Work order:
From the records below, please repeat exactly the line that has "pub fn with_defaults()", the line that has "driver has none.", and every line between them, and nothing else.

Data section:

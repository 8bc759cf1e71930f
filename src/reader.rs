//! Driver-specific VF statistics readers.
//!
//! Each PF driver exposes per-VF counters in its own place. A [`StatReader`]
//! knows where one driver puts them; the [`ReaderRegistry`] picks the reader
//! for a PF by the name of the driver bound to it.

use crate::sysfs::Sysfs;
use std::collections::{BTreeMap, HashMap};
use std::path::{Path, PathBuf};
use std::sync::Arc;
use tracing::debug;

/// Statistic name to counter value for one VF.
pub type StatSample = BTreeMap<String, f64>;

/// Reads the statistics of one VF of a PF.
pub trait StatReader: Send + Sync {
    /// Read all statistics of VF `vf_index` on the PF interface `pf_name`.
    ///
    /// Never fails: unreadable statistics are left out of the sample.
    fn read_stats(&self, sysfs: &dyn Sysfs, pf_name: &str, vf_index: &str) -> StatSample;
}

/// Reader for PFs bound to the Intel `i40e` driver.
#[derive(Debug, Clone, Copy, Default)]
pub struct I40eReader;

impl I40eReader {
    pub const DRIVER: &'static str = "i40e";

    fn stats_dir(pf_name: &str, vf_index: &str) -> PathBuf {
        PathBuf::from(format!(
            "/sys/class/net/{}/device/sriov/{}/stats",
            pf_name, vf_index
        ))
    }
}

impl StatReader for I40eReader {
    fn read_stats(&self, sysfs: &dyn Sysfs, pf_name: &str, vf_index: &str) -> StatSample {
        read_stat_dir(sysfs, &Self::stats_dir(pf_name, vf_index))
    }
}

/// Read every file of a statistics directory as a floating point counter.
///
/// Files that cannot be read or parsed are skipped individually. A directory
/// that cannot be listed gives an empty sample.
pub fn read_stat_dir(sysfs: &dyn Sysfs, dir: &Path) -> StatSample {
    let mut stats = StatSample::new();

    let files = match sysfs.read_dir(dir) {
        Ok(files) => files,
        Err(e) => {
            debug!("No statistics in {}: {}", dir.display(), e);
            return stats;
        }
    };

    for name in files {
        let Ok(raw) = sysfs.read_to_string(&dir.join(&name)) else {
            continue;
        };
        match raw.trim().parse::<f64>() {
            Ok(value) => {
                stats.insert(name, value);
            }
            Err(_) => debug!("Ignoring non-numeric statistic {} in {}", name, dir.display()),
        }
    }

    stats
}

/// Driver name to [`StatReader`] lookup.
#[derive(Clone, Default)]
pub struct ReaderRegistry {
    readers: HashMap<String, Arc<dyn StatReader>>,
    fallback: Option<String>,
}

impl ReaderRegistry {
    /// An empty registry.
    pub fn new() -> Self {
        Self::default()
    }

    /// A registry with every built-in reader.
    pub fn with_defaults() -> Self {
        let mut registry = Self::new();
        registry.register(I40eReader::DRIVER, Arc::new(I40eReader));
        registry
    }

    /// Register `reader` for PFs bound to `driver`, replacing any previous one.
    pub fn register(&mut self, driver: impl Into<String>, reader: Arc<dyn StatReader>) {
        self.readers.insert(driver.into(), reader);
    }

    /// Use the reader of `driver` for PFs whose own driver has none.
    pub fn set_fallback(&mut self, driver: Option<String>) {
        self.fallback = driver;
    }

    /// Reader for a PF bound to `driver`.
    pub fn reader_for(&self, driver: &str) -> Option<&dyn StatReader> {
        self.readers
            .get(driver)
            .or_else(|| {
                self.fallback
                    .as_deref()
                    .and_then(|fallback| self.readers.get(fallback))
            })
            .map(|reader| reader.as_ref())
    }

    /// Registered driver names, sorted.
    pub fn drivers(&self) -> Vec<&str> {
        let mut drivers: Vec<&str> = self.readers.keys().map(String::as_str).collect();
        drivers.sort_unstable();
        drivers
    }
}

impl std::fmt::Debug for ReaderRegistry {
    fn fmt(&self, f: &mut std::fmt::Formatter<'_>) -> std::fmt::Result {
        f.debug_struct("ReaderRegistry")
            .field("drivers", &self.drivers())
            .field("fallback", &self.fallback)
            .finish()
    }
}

--

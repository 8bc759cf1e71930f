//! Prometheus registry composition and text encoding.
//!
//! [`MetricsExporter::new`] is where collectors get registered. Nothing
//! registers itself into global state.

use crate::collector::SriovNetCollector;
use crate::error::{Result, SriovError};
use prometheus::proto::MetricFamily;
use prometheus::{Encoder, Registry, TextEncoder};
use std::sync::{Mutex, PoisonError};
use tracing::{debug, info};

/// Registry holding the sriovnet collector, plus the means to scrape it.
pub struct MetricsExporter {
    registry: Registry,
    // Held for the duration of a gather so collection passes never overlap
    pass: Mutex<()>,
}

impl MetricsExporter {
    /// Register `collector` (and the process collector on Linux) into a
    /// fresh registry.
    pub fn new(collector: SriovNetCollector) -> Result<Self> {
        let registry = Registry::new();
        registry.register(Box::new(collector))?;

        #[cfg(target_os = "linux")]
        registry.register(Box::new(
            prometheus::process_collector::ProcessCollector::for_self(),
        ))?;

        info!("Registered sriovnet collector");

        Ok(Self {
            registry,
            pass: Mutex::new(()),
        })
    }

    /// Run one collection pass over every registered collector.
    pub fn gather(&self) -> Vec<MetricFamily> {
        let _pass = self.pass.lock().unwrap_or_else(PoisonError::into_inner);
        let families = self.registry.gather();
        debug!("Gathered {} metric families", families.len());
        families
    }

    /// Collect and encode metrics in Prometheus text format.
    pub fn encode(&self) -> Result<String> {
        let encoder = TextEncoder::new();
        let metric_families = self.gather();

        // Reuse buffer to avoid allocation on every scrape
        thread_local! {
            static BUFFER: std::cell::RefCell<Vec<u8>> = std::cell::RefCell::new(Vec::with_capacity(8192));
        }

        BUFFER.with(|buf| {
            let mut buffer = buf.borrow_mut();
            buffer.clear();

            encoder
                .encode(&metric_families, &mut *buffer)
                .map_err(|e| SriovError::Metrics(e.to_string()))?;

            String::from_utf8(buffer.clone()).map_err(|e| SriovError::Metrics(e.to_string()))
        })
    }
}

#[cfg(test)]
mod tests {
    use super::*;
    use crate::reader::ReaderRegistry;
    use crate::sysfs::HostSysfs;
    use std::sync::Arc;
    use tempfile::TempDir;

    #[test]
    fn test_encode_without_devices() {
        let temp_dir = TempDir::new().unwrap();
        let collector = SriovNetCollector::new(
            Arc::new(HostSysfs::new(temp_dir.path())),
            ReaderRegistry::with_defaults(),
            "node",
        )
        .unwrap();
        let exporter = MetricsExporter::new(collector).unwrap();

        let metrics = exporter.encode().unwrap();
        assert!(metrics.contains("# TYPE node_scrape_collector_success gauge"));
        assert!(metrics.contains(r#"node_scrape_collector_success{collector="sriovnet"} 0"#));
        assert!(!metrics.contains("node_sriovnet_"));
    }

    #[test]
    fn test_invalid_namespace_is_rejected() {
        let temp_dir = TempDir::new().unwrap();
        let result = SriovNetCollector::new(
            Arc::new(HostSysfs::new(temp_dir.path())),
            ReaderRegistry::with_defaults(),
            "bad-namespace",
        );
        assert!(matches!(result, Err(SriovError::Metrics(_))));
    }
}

---

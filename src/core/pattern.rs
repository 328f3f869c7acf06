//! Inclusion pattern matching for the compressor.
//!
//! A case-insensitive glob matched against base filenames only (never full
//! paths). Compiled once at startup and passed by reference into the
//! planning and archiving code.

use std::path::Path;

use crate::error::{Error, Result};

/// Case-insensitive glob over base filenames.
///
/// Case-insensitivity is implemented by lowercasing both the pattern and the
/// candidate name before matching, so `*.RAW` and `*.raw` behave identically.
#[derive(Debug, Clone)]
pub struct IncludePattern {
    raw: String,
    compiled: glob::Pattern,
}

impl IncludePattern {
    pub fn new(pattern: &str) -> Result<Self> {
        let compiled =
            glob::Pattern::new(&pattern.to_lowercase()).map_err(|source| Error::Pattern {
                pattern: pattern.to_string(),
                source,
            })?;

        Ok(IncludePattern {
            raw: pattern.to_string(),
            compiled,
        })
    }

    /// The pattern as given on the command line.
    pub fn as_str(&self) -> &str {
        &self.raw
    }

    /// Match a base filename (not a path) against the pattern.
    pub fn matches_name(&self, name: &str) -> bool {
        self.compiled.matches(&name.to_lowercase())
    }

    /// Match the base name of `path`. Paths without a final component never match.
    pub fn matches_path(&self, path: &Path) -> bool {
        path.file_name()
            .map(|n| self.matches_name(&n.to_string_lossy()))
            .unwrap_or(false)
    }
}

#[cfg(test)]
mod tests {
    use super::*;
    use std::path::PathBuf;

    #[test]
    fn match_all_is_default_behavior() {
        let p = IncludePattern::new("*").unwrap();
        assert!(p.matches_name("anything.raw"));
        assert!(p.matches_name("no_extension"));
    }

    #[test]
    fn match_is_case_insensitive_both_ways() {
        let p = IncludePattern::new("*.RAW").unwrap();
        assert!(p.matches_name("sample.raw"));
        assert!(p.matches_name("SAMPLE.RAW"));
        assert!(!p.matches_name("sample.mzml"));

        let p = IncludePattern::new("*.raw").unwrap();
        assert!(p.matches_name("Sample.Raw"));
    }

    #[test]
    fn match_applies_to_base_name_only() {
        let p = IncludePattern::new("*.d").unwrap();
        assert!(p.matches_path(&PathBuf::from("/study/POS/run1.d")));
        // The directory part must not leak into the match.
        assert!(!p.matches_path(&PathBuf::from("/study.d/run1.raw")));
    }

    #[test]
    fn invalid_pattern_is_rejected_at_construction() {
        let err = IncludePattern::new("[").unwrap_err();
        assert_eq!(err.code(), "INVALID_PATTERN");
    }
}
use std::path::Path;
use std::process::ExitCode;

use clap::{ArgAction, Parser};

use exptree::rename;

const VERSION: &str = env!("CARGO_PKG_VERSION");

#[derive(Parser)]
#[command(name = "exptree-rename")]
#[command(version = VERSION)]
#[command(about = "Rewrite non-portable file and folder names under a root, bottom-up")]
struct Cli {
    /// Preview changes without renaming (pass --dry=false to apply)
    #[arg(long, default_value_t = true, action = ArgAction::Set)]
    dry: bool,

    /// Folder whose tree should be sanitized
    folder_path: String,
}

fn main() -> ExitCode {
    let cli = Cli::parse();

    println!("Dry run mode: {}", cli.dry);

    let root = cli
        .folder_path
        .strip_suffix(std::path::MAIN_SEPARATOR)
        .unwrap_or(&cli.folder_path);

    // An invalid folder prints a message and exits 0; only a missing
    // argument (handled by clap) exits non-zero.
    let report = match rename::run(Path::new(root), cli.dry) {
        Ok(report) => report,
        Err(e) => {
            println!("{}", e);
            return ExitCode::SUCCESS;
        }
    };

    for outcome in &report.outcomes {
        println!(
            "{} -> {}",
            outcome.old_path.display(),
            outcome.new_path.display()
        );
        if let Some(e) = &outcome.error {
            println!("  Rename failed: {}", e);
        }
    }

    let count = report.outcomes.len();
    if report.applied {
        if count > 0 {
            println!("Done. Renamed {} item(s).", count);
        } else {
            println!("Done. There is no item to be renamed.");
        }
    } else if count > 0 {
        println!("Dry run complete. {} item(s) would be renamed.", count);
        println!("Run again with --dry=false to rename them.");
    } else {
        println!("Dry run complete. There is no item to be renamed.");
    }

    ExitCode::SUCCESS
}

Answer for this exercise:
    pub fn with_defaults() -> Self {
        let mut registry = Self::new();
        registry.register(I40eReader::DRIVER, Arc::new(I40eReader));
        registry
    }

    /// Register `reader` for PFs bound to `driver`, replacing any previous one.
    pub fn register(&mut self, driver: impl Into<String>, reader: Arc<dyn StatReader>) {
        self.readers.insert(driver.into(), reader);
    }

    /// Use the reader of `driver` for PFs whose own driver has none.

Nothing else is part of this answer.